DefaultColorDepth 16
Subsection "Display"
Depth 16
Modes "1024x768" "800x600"
ViewPort 0 0
EndSubsection
EndSection
Wenn man noch keine geeigneten Modelines hat, so kann man
xf86config verwenden, die Ausgaben statt nach
/etc/X11/Xf86Config in eine andere Datei schreiben lassen und
die Modelines von dort kopieren.
- Fertig ?
-
du -s . ergibt bei mir ca. 3.3 MB
- je nach Vorkonfiguration durch Distribution reicht es meist, den
runlevel in /etc/inittab des Servers auf 3 (SuSE, Debian)
bzw. 5 (RedHat) zu setzen.
- Weitere Einstellungen unter /etc/X11/xdm (Debian) bzw.
/usr/X11R6/lib/X11/xdm (SuSE)
- Dateien:
- xdm-config
- Pfade für andere Config-Dateien, binaries etc.
- xdm.options
- globale Optionen für xdm
- Xaccess
- Berechtigungen für Login, chooser,
broadcast, indirect
- Xresources
- Aussehen, keyboard für Login-Fenster, xconsole und
chooser
- Xservers
- lokal zu startende XServer oder X-Terminals,
die kein XDMCP verstehen
- Xsetup
- Shellscript zum Einstellen nicht lokaler XServer
- Xstartup
- utmp-Eintrag anlegen, /etc/nologin auswerten etc.
läuft unmittelbar nach dem login mit root-Berechtigung.
- sehr sinnvoll, damit Fontdateien nicht kopiert und auch nicht per
NFS freigegeben werden müssen. Fonts werden einmal zentral
installiert.
- normaler xfs für bitmap- und Type1-Fonts zuständig.

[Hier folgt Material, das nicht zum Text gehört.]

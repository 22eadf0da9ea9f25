//! Request admission.
//!
//! The gate runs before the query pipeline, in a fixed order: progressive
//! ban check, global sliding windows, per-identifier sliding windows,
//! challenge validation, bot verification, cost throttle. Any step may deny
//! with a typed rejection; infrastructure faults fail open (a KV outage
//! must not lock legitimate users out).

pub mod challenge;
pub mod cost_throttle;
pub mod identity;
pub mod turnstile;

use std::sync::Arc;
use std::time::{SystemTime, UNIX_EPOCH};

use tracing::{error, warn};

use crate::alerts::Alerter;
use crate::config::Config;
use crate::kv::{keys, AtomicKv};
use crate::settings::SettingsReader;
use crate::spend::pricing;

pub use challenge::{ChallengeResponse, ChallengeService};
pub use cost_throttle::{CostThrottler, ThrottleReason};
pub use identity::ClientIdentity;
pub use turnstile::TurnstileVerifier;

/// Ban ladder for repeated rate-limit violations (seconds).
pub const BAN_LADDER: [i64; 4] = [60, 300, 900, 3600];

/// A denied request, carrying everything the HTTP layer needs for the body.
#[derive(Debug, Clone, PartialEq, Eq)]
pub enum AdmissionDenial {
    /// 429 with `Retry-After`.
    RateLimited(RateLimitDenial),
    /// 403; challenge missing from the store or bound to another identifier.
    ChallengeRejected { message: String },
    /// 429 from the cost throttle.
    CostThrottled { message: String, retry_after: i64 },
}

/// Fields of a rate-limit 429 body.
#[derive(Debug, Clone, PartialEq, Eq)]
pub struct RateLimitDenial {
    /// `"rate_limited"` or `"too_many_challenges"`.
    pub code: &'static str,
    pub message: String,
    /// `(per_minute, per_hour)` when a window limit applies.
    pub limits: Option<(i64, i64)>,
    pub retry_after: i64,
    pub ban_expires_at: Option<i64>,
    pub violation_count: Option<u64>,
}

/// The admission gate.
pub struct AdmissionGate {
    kv: Arc<dyn AtomicKv>,
    settings: Arc<SettingsReader>,
    alerter: Arc<Alerter>,
    challenges: Arc<ChallengeService>,
    throttler: CostThrottler,
    turnstile: Option<TurnstileVerifier>,
    model: String,
}

/// Per-request admission inputs beyond the identity triple.
#[derive(Debug, Clone, Default)]
pub struct AdmissionRequest<'a> {
    /// HTTP method; `OPTIONS` skips admission entirely (CORS preflight).
    pub method: &'a str,
    /// Request path; `/admin` paths skip the global windows.
    pub path: &'a str,
    /// Bot-verification token from the request body, when supplied.
    pub turnstile_token: Option<&'a str>,
    /// Query length in characters (cost estimation).
    pub query_chars: usize,
    /// Total history length in characters (cost estimation).
    pub history_chars: usize,
    /// Whether this endpoint runs the cost throttle (query endpoints only).
    pub is_query_endpoint: bool,
}

impl AdmissionGate {
    pub fn new(
        kv: Arc<dyn AtomicKv>,
        settings: Arc<SettingsReader>,
        alerter: Arc<Alerter>,
        challenges: Arc<ChallengeService>,
        config: &Config,
    ) -> Self {
        let turnstile = if config.turnstile_enabled() {
            config
                .turnstile_secret_key
                .clone()
                .map(TurnstileVerifier::new)
        } else {
            None
        };
        let throttler =
            CostThrottler::new(kv.clone(), settings.clone(), config.is_development);
        Self {
            kv,
            settings,
            alerter,
            challenges,
            throttler,
            turnstile,
            model: config.llm_model.clone(),
        }
    }

    fn now() -> i64 {
        SystemTime::now()
            .duration_since(UNIX_EPOCH)
            .unwrap_or_default()
            .as_secs() as i64
    }

    /// Run the full admission sequence for `identity`.
    pub async fn admit(
        &self,
        identity: &ClientIdentity,
        request: AdmissionRequest<'_>,
    ) -> Result<(), AdmissionDenial> {
        // CORS preflight carries no credentials worth limiting.
        if request.method.eq_ignore_ascii_case("OPTIONS") {
            return Ok(());
        }

        let now = Self::now();
        let bucket = "chat";

        // 1. Progressive ban, keyed on IP so fingerprint churn cannot evade it.
        if let Some(denial) = self.check_existing_ban(bucket, &identity.ip, now).await {
            self.reject(bucket, &denial);
            return Err(denial);
        }

        // 2. Global windows (minute, then hour). Admin paths are exempt.
        if !request.path.starts_with("/admin") {
            if let Some(denial) = self.check_global_windows(now).await {
                self.reject("global", &denial);
                return Err(denial);
            }
        }

        // 3. Per-identifier windows; violations feed the ban ladder.
        let (per_minute, per_hour) = self.chat_limits().await;
        if let Some(denial) = self
            .check_identity_windows(bucket, identity, per_minute, per_hour, now, true)
            .await
        {
            self.reject(bucket, &denial);
            return Err(denial);
        }

        // 4. Challenge validation. Challenges are bound to the IP they were
        // minted for; a fingerprint without one passes (rollout path).
        if let Some(challenge_id) = identity.challenge_id.as_deref() {
            self.challenges.consume(challenge_id, &identity.ip).await?;
        }

        // 5. Bot verification: failure or provider error downgrades to a 10x
        // tighter bucket instead of blocking.
        if let Some(verifier) = &self.turnstile {
            let verified = match verifier
                .verify(request.turnstile_token.unwrap_or(""), Some(&identity.ip))
                .await
            {
                Ok(ok) => ok,
                Err(e) => {
                    error!("Turnstile API failure, applying strict limits: {e}");
                    false
                }
            };
            if !verified {
                warn!(ip = %identity.ip, "bot verification failed, applying strict limits");
                let strict_minute = (per_minute / 10).max(1);
                let strict_hour = (per_hour / 10).max(1);
                if let Some(denial) = self
                    .check_identity_windows(
                        "chat_strict",
                        identity,
                        strict_minute,
                        strict_hour,
                        now,
                        true,
                    )
                    .await
                {
                    self.reject("chat_strict", &denial);
                    return Err(denial);
                }
            }
        }

        // 6. Cost throttle, query endpoints only. Needs a fingerprint: IP-only
        // callers are already covered by the windows above.
        if request.is_query_endpoint && identity.full_fingerprint.starts_with("fp:") {
            let estimated_input =
                ((request.query_chars + request.history_chars) / 4) as u64 + 2000;
            let estimated_cost = pricing::estimate_cost(estimated_input, 500, &self.model);
            if let Some((reason, retry_after)) = self
                .throttler
                .check(
                    &identity.stable_id,
                    &identity.full_fingerprint,
                    estimated_cost,
                    now,
                )
                .await
            {
                let denial = AdmissionDenial::CostThrottled {
                    message: reason.message(retry_after),
                    retry_after,
                };
                self.reject(bucket, &denial);
                return Err(denial);
            }
        }

        Ok(())
    }

    async fn chat_limits(&self) -> (i64, i64) {
        let per_minute = self
            .settings
            .get_i64("chat_requests_per_minute", "CHAT_REQUESTS_PER_MINUTE", 10)
            .await;
        let per_hour = self
            .settings
            .get_i64("chat_requests_per_hour", "CHAT_REQUESTS_PER_HOUR", 100)
            .await;
        (per_minute.max(1), per_hour.max(1))
    }

    async fn check_existing_ban(
        &self,
        bucket: &str,
        ip: &str,
        now: i64,
    ) -> Option<AdmissionDenial> {
        let ban_key = keys::ban(bucket, ip);
        match self.kv.check_ban(&ban_key, now).await {
            Ok(Some(expiry)) => {
                let (per_minute, per_hour) = self.chat_limits().await;
                Some(AdmissionDenial::RateLimited(RateLimitDenial {
                    code: "rate_limited",
                    message: "Too many requests. You have been temporarily banned.".to_string(),
                    limits: Some((per_minute, per_hour)),
                    retry_after: expiry - now,
                    ban_expires_at: Some(expiry),
                    violation_count: None,
                }))
            }
            Ok(None) => None,
            Err(e) => {
                error!("ban check failed, failing open: {e}");
                None
            }
        }
    }

    async fn check_global_windows(&self, now: i64) -> Option<AdmissionDenial> {
        let enabled = self
            .settings
            .get_bool("enable_global_rate_limit", "ENABLE_GLOBAL_RATE_LIMIT", true)
            .await;
        if !enabled {
            return None;
        }
        let per_minute = self
            .settings
            .get_i64(
                "global_rate_limit_per_minute",
                "GLOBAL_RATE_LIMIT_PER_MINUTE",
                1000,
            )
            .await;
        let per_hour = self
            .settings
            .get_i64(
                "global_rate_limit_per_hour",
                "GLOBAL_RATE_LIMIT_PER_HOUR",
                50_000,
            )
            .await;

        // Global windows count every request: the member is unique, never a
        // fingerprint, so duplicates are NOT deduplicated here.
        let member = format!("{now}:{}", &uuid::Uuid::new_v4().simple().to_string()[..8]);

        // Minute first; a minute rejection short-circuits the hour check.
        for (suffix, window, limit) in [('m', 60, per_minute), ('h', 3600, per_hour)] {
            let key = keys::global_window(suffix);
            match self
                .kv
                .sliding_window_admit(&key, now, window, limit.max(1) as u64, &member, window + 60)
                .await
            {
                Ok(admit) if !admit.allowed => {
                    let retry_after = if admit.oldest_score > 0 {
                        (window - (now - admit.oldest_score)).max(1)
                    } else {
                        window
                    };
                    return Some(AdmissionDenial::RateLimited(RateLimitDenial {
                        code: "rate_limited",
                        message:
                            "Service temporarily unavailable due to high demand. Please try again shortly."
                                .to_string(),
                        limits: Some((per_minute, per_hour)),
                        retry_after,
                        ban_expires_at: None,
                        violation_count: None,
                    }));
                }
                Ok(_) => {}
                Err(e) => {
                    error!("global window check failed, failing open: {e}");
                    return None;
                }
            }
        }
        None
    }

    /// Check minute+hour windows for one identity bucket; on rejection,
    /// optionally apply the progressive ban ladder keyed on IP.
    async fn check_identity_windows(
        &self,
        bucket: &str,
        identity: &ClientIdentity,
        per_minute: i64,
        per_hour: i64,
        now: i64,
        progressive_bans: bool,
    ) -> Option<AdmissionDenial> {
        for (suffix, window, limit) in [('m', 60, per_minute), ('h', 3600, per_hour)] {
            let key = keys::window(bucket, &identity.stable_id, suffix);
            let admit = match self
                .kv
                .sliding_window_admit(
                    &key,
                    now,
                    window,
                    limit.max(1) as u64,
                    &identity.full_fingerprint,
                    window + 60,
                )
                .await
            {
                Ok(a) => a,
                Err(e) => {
                    error!("sliding window check failed, failing open: {e}");
                    return None;
                }
            };
            if admit.allowed {
                continue;
            }

            let mut retry_after = if admit.oldest_score > 0 {
                (window - (now - admit.oldest_score)).max(1)
            } else {
                window
            };
            let mut ban_expires_at = None;
            let mut violation_count = None;
            let message = if progressive_bans {
                match self
                    .kv
                    .register_violation(
                        &keys::violations(bucket, &identity.ip),
                        &keys::ban(bucket, &identity.ip),
                        now,
                        &BAN_LADDER,
                    )
                    .await
                {
                    Ok((count, expiry)) => {
                        crate::metrics::RATE_LIMIT_BANS
                            .with_label_values(&[bucket])
                            .inc();
                        retry_after = expiry - now;
                        ban_expires_at = Some(expiry);
                        violation_count = Some(count);
                    }
                    Err(e) => error!("violation registration failed: {e}"),
                }
                "Too many requests. You have been temporarily banned."
            } else {
                "Too many requests. Please slow down."
            };

            return Some(AdmissionDenial::RateLimited(RateLimitDenial {
                code: "rate_limited",
                message: message.to_string(),
                limits: Some((per_minute, per_hour)),
                retry_after,
                ban_expires_at,
                violation_count,
            }));
        }
        None
    }

    /// Record a denial: metrics plus a best-effort out-of-band alert.
    fn reject(&self, bucket: &str, denial: &AdmissionDenial) {
        crate::metrics::RATE_LIMIT_REJECTIONS
            .with_label_values(&[bucket])
            .inc();
        let summary = match denial {
            AdmissionDenial::RateLimited(d) => format!("{} ({})", d.message, d.code),
            AdmissionDenial::ChallengeRejected { message } => message.clone(),
            AdmissionDenial::CostThrottled { message, .. } => message.clone(),
        };
        self.alerter.fire("429", summary);
    }
}

// ============================================================================
// Tests
// ============================================================================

- Type1-Fonts werden von xfs gerastert, der X-Server muß nur noch
mit Bitmap-Fonts hantieren. Vor allem für schwächliche Clients sehr
sinnvoll (386 ohne CoPro).
- xfstt macht das gleiche für True-Type-Fonts.
- xfs auf Port 7100, xfstt auf 7101
- xfs-Einstellungen in /etc/X11/xfs (Debian) bzw.
/usr/X11R6/lib/X11/xfs (SuSE).
- wichtigste Einstellung ist "catalogue=". Gibt Pfade an, unter denen
Fonts gefunden werden. Wie bei X muß dort eine Datei fonts.dir
bzw. bei Type-1 Fonts fonts.scale existieren.